Rininta, yang termasuk Generasi Z, mengatakan QRIS lebih cepat dan efisien. Ia lebih menyukai metode pembayaran tanpa uang tunai (cashless).
Selain untuk transaksi sehari-hari, mereka juga menggunakan QRIS untuk berdonasi. Kemudahan ini memungkinkan mereka untuk membantu orang lain, bahkan tanpa uang tunai kecil.
Keduanya berharap QRIS Tap, teknologi terbaru yang memungkinkan transaksi dengan menempelkan ponsel ke perangkat pembayaran, dapat segera diadopsi lebih luas oleh merchant.
Dampak QRIS terhadap Ekonomi Indonesia dan Kekhawatiran dari Luar Negeri
Kekhawatiran muncul setelah AS menyoroti QRIS dalam laporan National Trade Estimate (NTE) Report on Foreign Trade Barriers 2025. Ada kekhawatiran QRIS tidak bisa lagi digunakan karena permintaan dari pihak luar.
Rininta dan Enggar sepakat bahwa hilangnya QRIS akan menjadi kemunduran ekonomi dan teknologi. Mereka khawatir perputaran ekonomi akan melambat, khususnya di kalangan menengah.
Meskipun demikian, inovasi QRIS Tap telah diluncurkan sejak Maret 2025. Metode ini menawarkan alternatif transaksi tanpa pemindaian QR code.
Para pedagang juga merasakan manfaat QRIS. Putri, pemilik rumah makan, mengatakan pendapatannya meningkat signifikan setelah menggunakan QRIS karena sebagian besar pelanggannya lebih suka pembayaran digital.
Analisis Ekonom dan Prospek QRIS ke Depan
Ekonom Senior INDEF, Tauhid Ahmad, menyatakan kesadaran masyarakat terhadap QRIS terus meningkat. Meski pengguna aktif masih sekitar 20-30 juta orang, dominasi pengguna berada di kalangan menengah dan perkotaan.
Tauhid menjelaskan bahwa sorotan AS terhadap QRIS merupakan hal yang wajar. Sebagian besar transaksi di Indonesia dilakukan di dalam negeri, sehingga tidak terlalu bergantung pada layanan Visa dan MasterCard.
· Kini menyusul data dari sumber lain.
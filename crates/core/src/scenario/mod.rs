//! Scenario variant configuration and defaults.

mod scenario_model;

pub use scenario_model::{FundExpenseSetting, RoundAllocationBounds, ScenarioConfig, SliderRange};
Biaya transaksi QRIS juga lebih murah dibandingkan layanan internasional. Ini menjadi salah satu daya tarik QRIS bagi masyarakat Indonesia.
BRI, salah satu bank yang aktif mempromosikan QRIS, mencatat transaksi QRIS BRI di Regional Jakarta 2 mencapai Rp 2,8 triliun pada tahun 2024. BRI terus berupaya memperluas penggunaan QRIS melalui edukasi dan program promo.
BRI juga mengembangkan QRIS Tap berbasis NFC untuk mempermudah transaksi. Namun, adopsi QRIS Tap oleh merchant masih perlu ditingkatkan.
Kesimpulannya, QRIS telah memberikan dampak signifikan terhadap perekonomian Indonesia dengan memberikan kemudahan dan efisiensi dalam bertransaksi. Meskipun ada kekhawatiran dari luar negeri, inovasi dan pengembangan berkelanjutan, serta tingkat adopsi yang tinggi di dalam negeri, menunjukkan potensi QRIS untuk tetap menjadi tulang punggung sistem pembayaran digital Indonesia.